To finish off this week, I made a healthier carbonara for my mom for Mother’s Day. Healthy carbonara may seem like an oxymoron, but in reality it is possible.
I found a recipe online, and mostly followed it to a T, but I did add my own finishing touches.
I began by boiling water for the pasta. Usually I would use whole wheat pasta from my local, family-run pasta store, but my mom prefers normal pasta. Because it was Mother’s day, I felt like it was important to make it with her in mind.
While the water was boiling, I began to cook the bacon. Both my mom and I both really like crispy bacon, so I made sure to cook it a little longer than the package stated. I also added some onions into the skillet with the bacon, just to add some extra crunch. Then I boiled the frozen peas. While the pasta was cooking, I combined the 2 eggs and parmesan cheese.

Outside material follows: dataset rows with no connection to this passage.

use crate::{DocId, Document, StoreError};
use async_trait::async_trait;
use futures::stream::BoxStream;
use models::{BuildConfig, BuildHistoryEntry, SourceMaster};
use std::collections::BTreeMap;

/// Where a source's raw collections physically live, for the worker
/// process to open its own connection (the Builder never opens one
/// itself -- see SPEC_FULL §4.1.1).
#[derive(Debug, Clone)]
pub struct SourceConnection {
    pub uri: String,
    pub db_name: String,
}

/// Where the target collection physically lives, for the same reason.
#[derive(Debug, Clone)]
pub struct TargetConnection {
    pub uri: String,
    pub db_name: String,
}

/// Read-only facade over build metadata: configurations, master documents,
/// the live collection catalog, and per-source readiness -- plus the
/// small, idempotent field-level history updates the Builder performs as a
/// build progresses (never a read-modify-write of the whole document,
/// except the single final replace of the last history entry; see
/// SPEC_FULL §5).
#[async_trait]
pub trait SourceBackend: Send + Sync {
    async fn get_build_configuration(&self, build_name: &str) -> Result<BuildConfig, StoreError>;

    async fn list_build_configurations(&self) -> Result<Vec<BuildConfig>, StoreError>;

    /// Append a new history entry, evicting from the oldest end until the
    /// list is within `max_build_status`.
    async fn append_history(
        &self,
        build_name: &str,
        entry: BuildHistoryEntry,
        max_build_status: usize,
    ) -> Result<(), StoreError>;

    /// Merge-patch the last history entry in place. The caller (the
    /// Builder) guarantees a history entry already exists.
    async fn merge_last_history(
        &self,
        build_name: &str,
        patch: serde_json::Value,
    ) -> Result<(), StoreError>;

    async fn clear_pending_to_build(&self, build_name: &str) -> Result<(), StoreError>;

    /// Master documents, in a stable (insertion) order -- the original
    /// implementation's mapper resolution depends on dict iteration order
    /// when more than one master pattern matches a source name, which this
    /// crate fixes to insertion order rather than leaving it unspecified.
    async fn get_src_master_docs(&self) -> Result<Vec<SourceMaster>, StoreError>;

    /// The live source-database collection catalog, used to resolve
    /// regex-bearing source names.
    async fn list_collections(&self) -> Result<Vec<String>, StoreError>;

    /// Readiness probe: does an upload journal entry exist for `src_name`
    /// whose own `status` is `"success"`.
    async fn is_source_ready(&self, src_name: &str) -> Result<bool, StoreError>;

    async fn get_src_versions(&self) -> Result<BTreeMap<String, String>, StoreError>;

    async fn count(&self, collection: &str) -> Result<u64, StoreError>;

    /// Stream of id-batches (the "metadata cursor"), each of size at most
    /// `batch_size`, covering every document id in `collection`.
    fn id_feeder(
        &self,
        collection: &str,
        batch_size: usize,
    ) -> BoxStream<'static, Result<Vec<DocId>, StoreError>>;

    async fn fetch_documents(
        &self,
        collection: &str,
        ids: &[DocId],
    ) -> Result<Vec<Document>, StoreError>;

    /// Connection coordinates a worker process uses to read `collection`
    /// directly, bypassing this trait object (which cannot itself cross a
    /// process boundary).
    fn connection(&self) -> SourceConnection;
}

/// Write facade over the single target collection of one build.
#[async_trait]
pub trait TargetBackend: Send + Sync {
    /// Identity of this backend kind, recorded in history as
    /// `target_backend` (e.g. `"mongo"`).
    fn backend_name(&self) -> &str;

    /// Resolve and fix the target collection name for this build. Must be
    /// called once before any other method. `target_name` is the caller's
    /// explicit override, if any; otherwise `build_name` is used as the
    /// prefix, per SPEC_FULL §3.1.
    async fn set_target_name(
        &self,
        target_name: Option<String>,
        build_name: &str,
    ) -> Result<(), StoreError>;

    async fn target_name(&self) -> String;

    async fn drop_target(&self) -> Result<(), StoreError>;

    async fn prepare(&self) -> Result<(), StoreError>;

    /// Write a batch of already-mapped documents, keyed by their own
    /// `_id`. Returns the number of documents written. `upsert = false`
    /// means: update only documents that already exist, creating none.
    async fn write_batch(&self, docs: Vec<Document>, upsert: bool) -> Result<i64, StoreError>;

    async fn finalize(&self) -> Result<(), StoreError>;

    async fn post_merge(&self) -> Result<(), StoreError>;

    /// Collections in the target database sharing `prefix`, most-recent
    /// first (lexicographic descending, relying on a fixed-width timestamp
    /// suffix -- see SPEC_FULL §9 open question).
    async fn list_collections_with_prefix(&self, prefix: &str) -> Result<Vec<String>, StoreError>;

    async fn drop_collection(&self, name: &str) -> Result<(), StoreError>;

    /// Connection coordinates a worker process uses to write the target
    /// collection directly.
    fn connection(&self) -> TargetConnection;
}
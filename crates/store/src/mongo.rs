use crate::{
    id_feeder, DocId, Document, SourceBackend, SourceConnection, StoreError, TargetBackend,
    TargetConnection,
};
use async_trait::async_trait;
use futures::stream::{BoxStream, TryStreamExt};
use mongodb::bson::{doc, to_bson};
use mongodb::options::UpdateOptions;
use mongodb::{Collection, Database};
use models::{BuildConfig, BuildHistoryEntry, SourceMaster};
use std::collections::BTreeMap;
use tokio::sync::RwLock;

/// `SourceBackend` implemented against a MongoDB database holding the
/// `build configurations`, `source master documents` and `upload journal`
/// collections described in SPEC_FULL §6, plus the per-source raw
/// collections themselves.
pub struct MongoSourceBackend {
    meta_db: Database,
    src_db: Database,
    src_uri: String,
    build_collection: String,
    master_collection: String,
    dump_collection: String,
}

impl MongoSourceBackend {
    pub fn new(meta_db: Database, src_db: Database, src_uri: String) -> Self {
        Self {
            meta_db,
            src_db,
            src_uri,
            build_collection: "src_build".to_string(),
            master_collection: "src_master".to_string(),
            dump_collection: "src_dump".to_string(),
        }
    }

    fn build_col(&self) -> Collection<BuildConfig> {
        self.meta_db.collection(&self.build_collection)
    }

    fn master_col(&self) -> Collection<SourceMaster> {
        self.meta_db.collection(&self.master_collection)
    }

    fn dump_col(&self) -> Collection<Document> {
        self.meta_db.collection(&self.dump_collection)
    }
}

#[async_trait]
impl SourceBackend for MongoSourceBackend {
    async fn get_build_configuration(&self, build_name: &str) -> Result<BuildConfig, StoreError> {
        self.build_col()
            .find_one(doc! { "_id": build_name }, None)
            .await?
            .ok_or_else(|| StoreError::BuildConfigNotFound(build_name.to_string()))
    }

    async fn list_build_configurations(&self) -> Result<Vec<BuildConfig>, StoreError> {
        let mut cursor = self.build_col().find(doc! {}, None).await?;
        let mut out = Vec::new();
        while let Some(cfg) = cursor.try_next().await? {
            out.push(cfg);
        }
        Ok(out)
    }

    async fn append_history(
        &self,
        build_name: &str,
        entry: BuildHistoryEntry,
        max_build_status: usize,
    ) -> Result<(), StoreError> {
        let entry_bson = to_bson(&entry).map_err(|e| StoreError::Malformed(e.to_string()))?;
        self.build_col()
            .update_one(
                doc! { "_id": build_name },
                doc! { "$push": { "build": entry_bson } },
                None,
            )
            .await?;

        let cfg = self.get_build_configuration(build_name).await?;
        if cfg.build.len() > max_build_status {
            let howmany = cfg.build.len() - max_build_status;
            for _ in 0..howmany {
                self.build_col()
                    .update_one(
                        doc! { "_id": build_name },
                        doc! { "$pop": { "build": -1 } },
                        None,
                    )
                    .await?;
            }
        }
        Ok(())
    }

    async fn merge_last_history(
        &self,
        build_name: &str,
        patch: serde_json::Value,
    ) -> Result<(), StoreError> {
        let mut cfg = self.get_build_configuration(build_name).await?;
        let last = cfg
            .build
            .back_mut()
            .ok_or_else(|| StoreError::Malformed("no history entry to update".to_string()))?;

        let mut last_json =
            serde_json::to_value(&*last).map_err(|e| StoreError::Malformed(e.to_string()))?;
        if let (Some(obj), Some(patch_obj)) = (last_json.as_object_mut(), patch.as_object()) {
            for (k, v) in patch_obj {
                obj.insert(k.clone(), v.clone());
            }
        }
        *last = serde_json::from_value(last_json).map_err(|e| StoreError::Malformed(e.to_string()))?;

        self.build_col()
            .replace_one(doc! { "_id": build_name }, &cfg, None)
            .await?;
        Ok(())
    }

    async fn clear_pending_to_build(&self, build_name: &str) -> Result<(), StoreError> {
        self.build_col()
            .update_one(
                doc! { "_id": build_name },
                doc! { "$set": { "pending_to_build": false } },
                None,
            )
            .await?;
        Ok(())
    }

    async fn get_src_master_docs(&self) -> Result<Vec<SourceMaster>, StoreError> {
        let mut cursor = self.master_col().find(doc! {}, None).await?;
        let mut out = Vec::new();
        while let Some(doc) = cursor.try_next().await? {
            out.push(doc);
        }
        Ok(out)
    }

    async fn list_collections(&self) -> Result<Vec<String>, StoreError> {
        Ok(self.src_db.list_collection_names(None).await?)
    }

    async fn is_source_ready(&self, src_name: &str) -> Result<bool, StoreError> {
        let mut cursor = self.dump_col().find(doc! {}, None).await?;
        while let Some(doc) = cursor.try_next().await? {
            let status = doc
                .get_document("upload")
                .and_then(|u| u.get_document("jobs"))
                .and_then(|jobs| jobs.get_document(src_name))
                .ok()
                .and_then(|job| job.get_str("status").ok());
            if status == Some("success") {
                return Ok(true);
            }
        }
        Ok(false)
    }

    async fn get_src_versions(&self) -> Result<BTreeMap<String, String>, StoreError> {
        let mut cursor = self.dump_col().find(doc! {}, None).await?;
        let mut versions = BTreeMap::new();
        while let Some(doc) = cursor.try_next().await? {
            if let (Ok(id), Ok(release)) = (doc.get_str("_id"), doc.get_str("release")) {
                versions.insert(id.to_string(), release.to_string());
            }
        }
        Ok(versions)
    }

    async fn count(&self, collection: &str) -> Result<u64, StoreError> {
        let col: Collection<Document> = self.src_db.collection(collection);
        Ok(col.count_documents(doc! {}, None).await?)
    }

    fn id_feeder(
        &self,
        collection: &str,
        batch_size: usize,
    ) -> BoxStream<'static, Result<Vec<DocId>, StoreError>> {
        let col: Collection<Document> = self.src_db.collection(collection);
        id_feeder(col, batch_size)
    }

    async fn fetch_documents(
        &self,
        collection: &str,
        ids: &[DocId],
    ) -> Result<Vec<Document>, StoreError> {
        let col: Collection<Document> = self.src_db.collection(collection);
        let mut cursor = col
            .find(doc! { "_id": { "$in": ids.to_vec() } }, None)
            .await?;
        let mut out = Vec::new();
        while let Some(doc) = cursor.try_next().await? {
            out.push(doc);
        }
        Ok(out)
    }

    fn connection(&self) -> SourceConnection {
        SourceConnection {
            uri: self.src_uri.clone(),
            db_name: self.src_db.name().to_string(),
        }
    }
}

/// `TargetBackend` implemented against a single MongoDB database holding
/// one collection per build run.
pub struct MongoTargetBackend {
    db: Database,
    uri: String,
    target_name: RwLock<Option<String>>,
}

impl MongoTargetBackend {
    pub fn new(db: Database, uri: String) -> Self {
        Self {
            db,
            uri,
            target_name: RwLock::new(None),
        }
    }

    async fn require_target_name(&self) -> String {
        self.target_name
            .read()
            .await
            .clone()
            .expect("set_target_name must be called before any other TargetBackend method")
    }
}

#[async_trait]
impl TargetBackend for MongoTargetBackend {
    fn backend_name(&self) -> &str {
        "mongo"
    }

    async fn set_target_name(
        &self,
        target_name: Option<String>,
        build_name: &str,
    ) -> Result<(), StoreError> {
        let prefix = target_name.unwrap_or_else(|| build_name.to_string());
        let suffix = chrono::Utc::now().format("%Y%m%d").to_string();
        // Retention (`list_collections_with_prefix`) sorts lexicographically
        // and relies on this being fixed-width -- see SPEC_FULL §9.
        debug_assert_eq!(suffix.len(), 8, "target suffix must stay fixed-width");
        *self.target_name.write().await = Some(format!("{prefix}_{suffix}"));
        Ok(())
    }

    async fn target_name(&self) -> String {
        self.require_target_name().await
    }

    async fn drop_target(&self) -> Result<(), StoreError> {
        let name = self.require_target_name().await;
        let col: Collection<Document> = self.db.collection(&name);
        col.drop(None).await?;
        Ok(())
    }

    async fn prepare(&self) -> Result<(), StoreError> {
        let name = self.require_target_name().await;
        let existing = self.db.list_collection_names(doc! { "name": &name }).await?;
        if existing.is_empty() {
            self.db.create_collection(&name, None).await?;
        }
        Ok(())
    }

    async fn write_batch(&self, docs: Vec<Document>, upsert: bool) -> Result<i64, StoreError> {
        let name = self.require_target_name().await;
        let col: Collection<Document> = self.db.collection(&name);

        let mut written = 0i64;
        for mut doc in docs {
            let id = doc
                .remove("_id")
                .ok_or_else(|| StoreError::Malformed("mapped document missing _id".to_string()))?;
            let opts = UpdateOptions::builder().upsert(upsert).build();
            let result = col
                .update_one(doc! { "_id": id }, doc! { "$set": doc }, opts)
                .await?;
            if result.modified_count > 0 || result.upserted_id.is_some() {
                written += 1;
            }
        }
        Ok(written)
    }

    async fn finalize(&self) -> Result<(), StoreError> {
        // No secondary indexes or compaction are required by this domain;
        // the hook exists so future builders can override it.
        Ok(())
    }

    async fn post_merge(&self) -> Result<(), StoreError> {
        Ok(())
    }

    async fn list_collections_with_prefix(&self, prefix: &str) -> Result<Vec<String>, StoreError> {
        let pattern = format!("^{}", regex::escape(prefix));
        let mut names = self
            .db
            .list_collection_names(doc! { "name": { "$regex": pattern } })
            .await?;
        // Fixed-width timestamp suffix sorts chronologically; see SPEC_FULL §9.
        names.sort_unstable_by(|a, b| b.cmp(a));
        Ok(names)
    }

    async fn drop_collection(&self, name: &str) -> Result<(), StoreError> {
        let col: Collection<Document> = self.db.collection(name);
        col.drop(None).await?;
        Ok(())
    }

    fn connection(&self) -> TargetConnection {
        TargetConnection {
            uri: self.uri.clone(),
            db_name: self.db.name().to_string(),
        }
    }
}
use serde::{Deserialize, Serialize};

/// A per-source master document. When `name` differs from `id`, `name` is
/// the regex pattern used to resolve this source against the live
/// collection catalog (e.g. `id: "chr"`, `name: "chr_.*"`).
#[derive(Debug, Clone, Serialize, Deserialize)]
pub struct SourceMaster {
    #[serde(rename = "_id")]
    pub id: String,

    pub name: String,

    #[serde(default, skip_serializing_if = "Option::is_none")]
    pub mapper: Option<String>,
}

impl SourceMaster {
    pub fn literal(name: impl Into<String>) -> Self {
        let name = name.into();
        Self {
            id: name.clone(),
            name,
            mapper: None,
        }
    }

    pub fn regex(id: impl Into<String>, pattern: impl Into<String>) -> Self {
        Self {
            id: id.into(),
            name: pattern.into(),
            mapper: None,
        }
    }

    /// The pattern to anchor and match against the live collection catalog:
    /// `name` when it differs from `id` (a declared regex), otherwise `id`
    /// itself treated as a literal pattern.
    pub fn match_pattern(&self) -> &str {
        if self.id != self.name {
            &self.name
        } else {
            &self.id
        }
    }
}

I added the peas to the bacon and onion skillet. Once the pasta was finished, I drained the pasta and then added it into the large saucepan with the bacon, onions, and peas. Then I simply added the egg/parmesan combination and mixed it around, so the pasta was covered thoroughly.
Lastly, I added a bit of chives and some pepper.
The final product was delicious, and even my mom who is often a harsh critic said that I should save this recipe for future use. We had so much that we had some for dinner tonight also.
Health: B-. It’s still not that healthy, but it does avoid the heavy creams that are often in carbonara. It’s healthier, but still not really healthy.
Taste: A+. This is probably my favorite dish of the week.
Cost: A-. Bacon is a bit expensive, but everything else was pretty affordable.
Overall: B+. It is extremely tasty, but this is probably not something I should be eating every week.